Many British voters who supported the Breixt vote to have the United Kingdom exit the European Union acted from with motivations akin to those of Trump voters: racism, anti-immigrant animus, religious based hatred, the embrace of ignorance, and fear of modernity and globalization. Now, many of these voters are having second thoughts about their vote and may yet rue the consequences of their vote. Not only is Scotland pushing to now have a vote to leave the UK so that it can remain in the European Union as an independent nation, but today German Chancellor, Angela Merkel signaled that the trade consequences of the Brexit vote could wreak havoc on the United Kingdom's international trade. Falling for appeals to racism, religious based animus, and a false sense of superiority can bring about severe financial consequences as I believe many Trump voters will ultimately learn. The Independent looks at today's action by Merkel which will without a doubt likely harm Britain's economy and, in my view, deservedly so. Here are highlights:
Angela Merkel has dealt an instant blow to Theresa May's plan for Brexit by rejecting the PM's plan for trade talks to take place at the same time as Article 50 secession negotiations.
Britain will be put into the slow lane for discussions about any future trade deal with the EU following an intervention by the German Chancellor, who intervened just hours after the UK invoked Article 50.
Ms May had called for talks on a future comprehensive trade deal between the EU and UK to take place at the same time as the so-called 'Article 50' talks on how Britain will exit the bloc.
Ms Merkel today however said that talks on British divorce terms would take place first, after which talks on a future relationship would "hopefully soon" take place. The intervention could potentially make the Brexit process significantly more arduous for the UK.

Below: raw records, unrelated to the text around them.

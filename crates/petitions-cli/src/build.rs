//! Build pipeline: search listings, classify, fetch constituency breakdowns,
//! test significance, write Parquet.

use std::collections::HashMap;
use std::time::Instant;

use anyhow::Context;
use petitions_ai::{BatchClassifier, CompletionService};
use petitions_core::schema::{constituency_signatures_batch, petitions_batch, residuals_batch};
use petitions_core::{
    ChiAnalysis, ChiSquareSummary, ClassifiedPetition, ContingencyTable, dedup_by_id, qualifying,
};
use petitions_store::{CacheStore, write_parquet};
use petitions_sync::{CachedFetcher, Transport, fetch_constituency_signatures, fetch_petitions};
use tracing::info;

use crate::config::BuildConfig;

pub struct BuildStats {
    pub discovered: usize,
    pub unique: usize,
    pub qualifying: usize,
    pub environmental: usize,
    pub constituency_rows: usize,
    pub residual_rows: usize,
    pub significant: usize,
    pub chi_square: ChiSquareSummary,
    pub elapsed_secs: f64,
}

/// Run every stage in order. Any failure aborts the run; the fetch and
/// classification caches keep whatever was completed.
pub async fn run_build<T, S, C, K>(
    config: &BuildConfig,
    fetcher: &mut CachedFetcher<T, S>,
    classifier: &mut BatchClassifier<C, K>,
) -> anyhow::Result<BuildStats>
where
    T: Transport,
    S: CacheStore,
    C: CompletionService,
    K: CacheStore,
{
    let start = Instant::now();

    // 1. Listings for every search term, merged by id.
    let (found, report) = fetch_petitions(fetcher, &config.list_url, &config.keywords)
        .await
        .context("fetching petition listings")?;
    let discovered = report.total_records();
    let unique = dedup_by_id(found);
    let selected = qualifying(&unique, config.threshold);
    info!(
        discovered,
        unique = unique.len(),
        qualifying = selected.len(),
        threshold = config.threshold,
        "petitions selected"
    );

    // 2. Classify the qualifying petitions.
    let texts: Vec<String> = selected.iter().map(|p| p.classification_text()).collect();
    let verdicts = classifier
        .classify(&texts)
        .await
        .context("classifying petitions")?;
    let by_id: HashMap<u64, _> = selected
        .iter()
        .map(|p| p.id)
        .zip(verdicts)
        .collect();
    let environmental = by_id.values().filter(|v| v.is_environmental).count();

    let rows: Vec<ClassifiedPetition> = unique
        .into_iter()
        .map(|petition| {
            let classification = by_id.get(&petition.id).cloned();
            ClassifiedPetition {
                petition,
                classification,
            }
        })
        .collect();

    // 3. Constituency breakdowns.
    let signatures = fetch_constituency_signatures(fetcher, &selected)
        .await
        .context("fetching constituency breakdowns")?;

    // 4. Significance over the petition x constituency table.
    let analysis = ChiAnalysis::new(ContingencyTable::from_signatures(&signatures));
    let chi_square = analysis.summary();
    let residuals = analysis.records();
    let significant = residuals.iter().filter(|r| r.significant).count();
    info!(
        statistic = chi_square.statistic,
        p_value = chi_square.p_value,
        dof = chi_square.degrees_of_freedom,
        significant,
        interesting_regions = analysis.interesting_regions().len(),
        "chi-square test"
    );

    // 5. Output tables.
    let batch = petitions_batch(&rows).context("building petitions table")?;
    write_parquet(&config.petitions_path(), &batch)
        .with_context(|| format!("writing {}", config.petitions_path().display()))?;

    let batch = constituency_signatures_batch(&signatures)
        .context("building constituency signatures table")?;
    write_parquet(&config.signatures_path(), &batch)
        .with_context(|| format!("writing {}", config.signatures_path().display()))?;

    let batch = residuals_batch(&residuals).context("building significance table")?;
    write_parquet(&config.significance_path(), &batch)
        .with_context(|| format!("writing {}", config.significance_path().display()))?;

    Ok(BuildStats {
        discovered,
        unique: rows.len(),
        qualifying: selected.len(),
        environmental,
        constituency_rows: signatures.len(),
        residual_rows: residuals.len(),
        significant,
        chi_square,
        elapsed_secs: start.elapsed().as_secs_f64(),
    })
}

The German Chancellor told reporters in Berlin: "The negotiations must first clarify how we will disentangle our interlinked relationship... and only when this question is dealt with, can we, hopefully soon after, begin talking about our future relationship."
Ms Merkel's unpicking of Ms May's plan also comes as European Parliament chief negotiator Guy Verhofstadt explicitly ruled out giving the UK a better trade deal in exchange for better security or defence arrangements. The Prime Minister had also repeatedly and explicitly linked "economic and security cooperation" in her Article 50 letter.If the German leader gets her way Britain might not see a final comprehensive trade with with the EU for years, and almost certainly not before the next general election in 2020. The UK would also likely have to rely on a transitional arrangement with the bloc after it leaves but before a separate trade deal can be negotiated.
The German Chancellor pledged that she would do all she could to make sure the talks were “fair and constructive” and said she hoped British negotiators would do the same.
Britain now has two years to negotiate a divorce deal with the European Union, which will cover issues such as whether Britain owes the bloc any money.